TASK TO CARRY OUT: Give back an exact copy of the lines below, from the first through the line with "use smartgreen::drivers::mcp23017::Mcp23017;"; please stop there.
==== PROVIDED INFORMATION ====
//! Integration tests for the watering executor against mock hardware.

use core::time::Duration;

use embedded_hal::delay::DelayNs;
use smartgreen::adapters::hardware::BusActuators;
use smartgreen::adapters::sim_i2c::SimI2c;
use smartgreen::app::ports::ActuatorBus;
use smartgreen::bus::SharedBus;
use smartgreen::config::{Capabilities, Plant, WateringConfig};
use smartgreen::drivers::mcp23017::Mcp23017;
use smartgreen::error::{BusError, CapabilityError};
use smartgreen::executor::{RunError, StopReason, WateringExecutor};
use smartgreen::flow::PulseCounter;
use smartgreen::pins::{MCP_I2C_ADDR, PUMP_OUTPUT};
use smartgreen::status::{LatestStatus, StatusChannel, StatusPublisher, WateringPhase};

use super::mock_hw::{ActuatorCall, MockActuators, PulseDelay, VecLogger};

/// 7 L/min at the default calibration factor: ~116.7 ml per 1 s window.
const STEADY_FLOW_PPS: u32 = 2870;
const CALIBRATION: f32 = 410.0;
const START: i64 = 1_713_825_000;

fn publish_timeout() -> Duration {
    WateringConfig::default().status_publish_timeout
}

fn bracket(valve: u8) -> [ActuatorCall; 6] {
    [
        ActuatorCall::All { on: false },
        ActuatorCall::Set { index: valve, on: true },
        ActuatorCall::Set { index: PUMP_OUTPUT, on: true },
        ActuatorCall::Set { index: PUMP_OUTPUT, on: false },
        ActuatorCall::Set { index: valve, on: false },
        ActuatorCall::All { on: false },
    ]
}

#[test]
fn stops_at_first_sample_over_target() {
    let pulses = PulseCounter::new();
    let channel = StatusChannel::new();
    let latest = LatestStatus::new();
    let mut hw = MockActuators::new();
    let mut log = VecLogger::default();

    let mut exec = WateringExecutor::new(
        &mut hw,
        &mut log,
        PulseDelay::new(&pulses, STEADY_FLOW_PPS),
        &pulses,
        StatusPublisher::new(&channel, &latest, publish_timeout()),
        WateringConfig::default(),
    );
    let plants = [Plant::new(0, 1), Plant::new(3, 2)];
    let report = exec.run(&plants, Capabilities::all(), CALIBRATION, START).unwrap();

    // 150 ml target: 116.7 after one window, 233.3 after two.
    assert_eq!(report.plants[0].samples, 2);
    assert_eq!(report.plants[0].stop, StopReason::TargetReached);
    assert!(report.plants[0].volume_ml >= 150.0);
    // 300 ml target: three windows.
    assert_eq!(report.plants[1].samples, 3);
    assert_eq!(report.plants[1].stop, StopReason::TargetReached);

    let mut expected = bracket(0).to_vec();
    expected.extend(bracket(3));
    assert_eq!(hw.calls, expected);
    assert_eq!(hw.output_state(), 0);

    assert_eq!(log.records.len(), 2);
    assert_eq!(log.records[0].plant_id, 0);
    assert_eq!(log.records[0].timestamp, START + 2);
    assert_eq!(log.records[1].plant_id, 3);
    assert_eq!(log.records[1].timestamp, START + 5);
    assert_eq!(log.records[1].duration_s, 3);
    assert_eq!(log.records[1].label, "water");
}

#[test]
fn stops_at_duration_without_flow() {
    let pulses = PulseCounter::new();
    let channel = StatusChannel::new();
    let latest = LatestStatus::new();
    let mut hw = MockActuators::new();
    let mut delay = PulseDelay::new(&pulses, 0);
    let config = WateringConfig::default();
    let plant = Plant::new(5, 1);

    let report = WateringExecutor::new(
        &mut hw,
        VecLogger::default(),
        &mut delay,
        &pulses,
        StatusPublisher::new(&channel, &latest, publish_timeout()),
        config,
    )
    .run(&[plant], Capabilities::all(), CALIBRATION, START)
    .unwrap();

    let secs = config.run_duration(&plant).as_secs() as u32;
    assert_eq!(report.plants[0].stop, StopReason::DurationElapsed);
    assert_eq!(report.plants[0].samples, secs);
    assert_eq!(report.plants[0].elapsed_s, secs);
    assert_eq!(report.plants[0].volume_ml, 0.0);
    assert_eq!(hw.calls, bracket(5).to_vec());
    // Settle delays on both sides plus every sampling window.
    assert_eq!(delay.elapsed_ms, u64::from(secs) * 1000 + 2000);
}

#[test]
fn trickle_flow_is_cut_off_by_duration() {
    let pulses = PulseCounter::new();
    let channel = StatusChannel::new();
    let latest = LatestStatus::new();

    let report = WateringExecutor::new(
        MockActuators::new(),
        VecLogger::default(),
        PulseDelay::new(&pulses, 41),
        &pulses,
        StatusPublisher::new(&channel, &latest, publish_timeout()),
        WateringConfig::default(),
    )
    .run(&[Plant::new(1, 1)], Capabilities::all(), CALIBRATION, START)
    .unwrap();

    let plant = report.plants[0];
    assert_eq!(plant.stop, StopReason::DurationElapsed);
    assert!(plant.volume_ml > 0.0 && plant.volume_ml < 150.0);
}

#[test]
fn bus_error_mid_sequence_still_closes_everything() {
    let pulses = PulseCounter::new();
    let channel = StatusChannel::new();
    let latest = LatestStatus::new();
    let mut hw = MockActuators::failing_on(PUMP_OUTPUT, true);
    let mut log = VecLogger::default();

    let result = WateringExecutor::new(
        &mut hw,
        &mut log,
        PulseDelay::new(&pulses, STEADY_FLOW_PPS),
        &pulses,
        StatusPublisher::new(&channel, &latest, publish_timeout()),
        WateringConfig::default(),
    )
    .run(&[Plant::new(2, 1), Plant::new(4, 1)], Capabilities::all(), CALIBRATION, START);

    assert_eq!(result, Err(RunError::Bus(BusError::NoAcknowledge(0x20))));
    // Only the first plant was attempted, and it was fully closed.
    assert_eq!(hw.calls, bracket(2).to_vec());
    assert_eq!(hw.output_state(), 0);
    assert!(log.records.is_empty());
    assert_eq!(latest.get().phase, WateringPhase::Finished);
    assert_eq!(latest.get().plant_id, 2);
}

#[test]
fn failed_valve_close_still_forces_all_off() {
    let pulses = PulseCounter::new();
    let channel = StatusChannel::new();
    let latest = LatestStatus::new();
    let mut hw = MockActuators::failing_on(6, false);

    let result = WateringExecutor::new(
        &mut hw,
        VecLogger::default(),
        PulseDelay::new(&pulses, STEADY_FLOW_PPS),
        &pulses,
        StatusPublisher::new(&channel, &latest, publish_timeout()),
        WateringConfig::default(),
    )
    .run(&[Plant::new(6, 1)], Capabilities::all(), CALIBRATION, START);

    assert!(matches!(result, Err(RunError::Bus(_))));
    assert_eq!(hw.calls.last(), Some(&ActuatorCall::All { on: false }));
    assert_eq!(hw.output_state(), 0);
}

#[test]
fn missing_expander_actuates_nothing() {
    let pulses = PulseCounter::new();
    let channel = StatusChannel::new();
    let latest = LatestStatus::new();
    let mut hw = MockActuators::new();
    let caps = Capabilities {
        has_mcp: false,
        ..Capabilities::all()
    };

    let result = WateringExecutor::new(
        &mut hw,
        VecLogger::default(),
        PulseDelay::new(&pulses, STEADY_FLOW_PPS),
        &pulses,
        StatusPublisher::new(&channel, &latest, publish_timeout()),
        WateringConfig::default(),
    )
    .run(&[Plant::new(0, 1)], caps, CALIBRATION, START);

    assert_eq!(result, Err(RunError::Capability(CapabilityError::NoActuatorBus)));
    assert!(hw.calls.is_empty());
}

#[test]
fn missing_rtc_still_waters() {
    let pulses = PulseCounter::new();
    let channel = StatusChannel::new();
    let latest = LatestStatus::new();
    let caps = Capabilities {
        has_rtc: false,
        ..Capabilities::all()
    };

    let report = WateringExecutor::new(
        MockActuators::new(),
        VecLogger::default(),
        PulseDelay::new(&pulses, STEADY_FLOW_PPS),
        &pulses,
        StatusPublisher::new(&channel, &latest, publish_timeout()),
        WateringConfig::default(),
    )
    .run(&[Plant::new(0, 1)], caps, CALIBRATION, 42)
    .unwrap();

    assert_eq!(report.plants.len(), 1);
}

#[test]
fn phases_are_published_in_order() {
    let pulses = PulseCounter::new();
    let channel = StatusChannel::new();
    let latest = LatestStatus::new();
    let mut subscriber = channel.subscriber().unwrap();

    WateringExecutor::new(
        MockActuators::new(),
        VecLogger::default(),
        PulseDelay::new(&pulses, STEADY_FLOW_PPS),
        &pulses,
        StatusPublisher::new(&channel, &latest, publish_timeout()),
        WateringConfig::default(),
    )
    .run(&[Plant::new(7, 1)], Capabilities::all(), CALIBRATION, START)
    .unwrap();

    let mut phases = Vec::new();
    let mut flows = Vec::new();
    while let Some(status) = subscriber.try_next_message_pure() {
        assert_eq!(status.plant_id, 7);
        phases.push(status.phase);
        flows.push(status.flow_ml);
    }
    assert_eq!(
        phases,
        [
            WateringPhase::Priming,
            WateringPhase::PumpOn,
            WateringPhase::Flowing,
            WateringPhase::Flowing,
            WateringPhase::Finished,
        ]
    );
    assert!(flows.windows(2).all(|w| w[0] <= w[1]));
    assert_eq!(latest.get().phase, WateringPhase::Finished);
}

#[test]
fn stalled_observer_does_not_stop_the_run() {
    let pulses = PulseCounter::new();
    let channel = StatusChannel::new();
    let latest = LatestStatus::new();
    // Subscribed but never drained.
    let _stalled = channel.subscriber().unwrap();

    let report = WateringExecutor::new(
        MockActuators::new(),
        VecLogger::default(),
        PulseDelay::new(&pulses, STEADY_FLOW_PPS),
        &pulses,
        StatusPublisher::new(&channel, &latest, Duration::from_millis(30)),
        WateringConfig::default(),
    )
    .run(
        &[Plant::new(0, 1), Plant::new(1, 1), Plant::new(2, 1)],
        Capabilities::all(),
        CALIBRATION,
        START,
    )
    .unwrap();

    assert_eq!(report.plants.len(), 3);
    assert_eq!(latest.get().plant_id, 2);
    assert_eq!(latest.get().phase, WateringPhase::Finished);
}

// ── Bus mutex discipline ──────────────────────────────────────

/// Real expander over the simulated bus; every delay checks the lock.
struct WatchingDelay<'a> {
    bus: SharedBus<SimI2c>,
    pulses: &'a PulseCounter,
    delays: u32,
    held_during_delay: bool,
}

impl DelayNs for WatchingDelay<'_> {
    fn delay_ns(&mut self, _ns: u32) {}

    fn delay_ms(&mut self, ms: u32) {
        self.delays += 1;
        self.held_during_delay |= self.bus.is_held();
        for _ in 0..(ms * STEADY_FLOW_PPS / 1000) {
            self.pulses.on_edge();
        }
    }
}

#[test]
fn bus_is_never_held_across_a_delay() {
    let bus = SharedBus::new(SimI2c::fully_populated(), Mcp23017::new(MCP_I2C_ADDR));
    bus.with(|b| b.expander.init(&mut b.i2c)).unwrap();

    let pulses = PulseCounter::new();
    let channel = StatusChannel::new();
    let latest = LatestStatus::new();
    let mut delay = WatchingDelay {
        bus: bus.clone(),
        pulses: &pulses,
        delays: 0,
        held_during_delay: false,
    };

    WateringExecutor::new(
        BusActuators::new(bus.clone()),
        VecLogger::default(),
        &mut delay,
        &pulses,
        StatusPublisher::new(&channel, &latest, publish_timeout()),
        WateringConfig::default(),
    )
    .run(&[Plant::new(0, 1), Plant::new(11, 1)], Capabilities::all(), CALIBRATION, START)
    .unwrap();

    assert!(delay.delays > 0);
    assert!(!delay.held_during_delay);
    assert!(!bus.is_held());
    assert_eq!(bus.with(|b| b.expander.energized()), 0);
    // Relays are active LOW: every output released.
    assert_eq!(bus.with(|b| b.i2c.mcp_register(0x14)), Some(0xFF));
    assert_eq!(bus.with(|b| b.i2c.mcp_register(0x15)), Some(0xFF));
}

#[test]
fn stop_request_lets_current_plant_finish() {
    let pulses = PulseCounter::new();
    let channel = StatusChannel::new();
    let latest = LatestStatus::new();
    let mut hw = MockActuators::new();
    let mut log = VecLogger::default();
    let mut asked = 0;

    let mut exec = WateringExecutor::new(
        &mut hw,
        &mut log,
        PulseDelay::new(&pulses, STEADY_FLOW_PPS),
        &pulses,
        StatusPublisher::new(&channel, &latest, publish_timeout()),
        WateringConfig::default(),
    );
    let plants = [Plant::new(0, 1), Plant::new(3, 1), Plant::new(5, 1)];
    let report = exec
        .run_until(&plants, Capabilities::all(), CALIBRATION, START, || {
            asked += 1;
            false
        })
        .unwrap();

    // Asked once, between the first and second plant.
    assert_eq!(asked, 1);
    assert_eq!(report.plants.len(), 1);
    assert_eq!(report.skipped, 2);
    assert_eq!(report.plants[0].stop, StopReason::TargetReached);
    assert_eq!(hw.calls, bracket(0).to_vec());
    assert_eq!(log.records.len(), 1);
    assert_eq!(log.records[0].plant_id, 0);
}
====
REPLY:
//! Integration tests for the watering executor against mock hardware.

use core::time::Duration;

use embedded_hal::delay::DelayNs;
use smartgreen::adapters::hardware::BusActuators;
use smartgreen::adapters::sim_i2c::SimI2c;
use smartgreen::app::ports::ActuatorBus;
use smartgreen::bus::SharedBus;
use smartgreen::config::{Capabilities, Plant, WateringConfig};
use smartgreen::drivers::mcp23017::Mcp23017;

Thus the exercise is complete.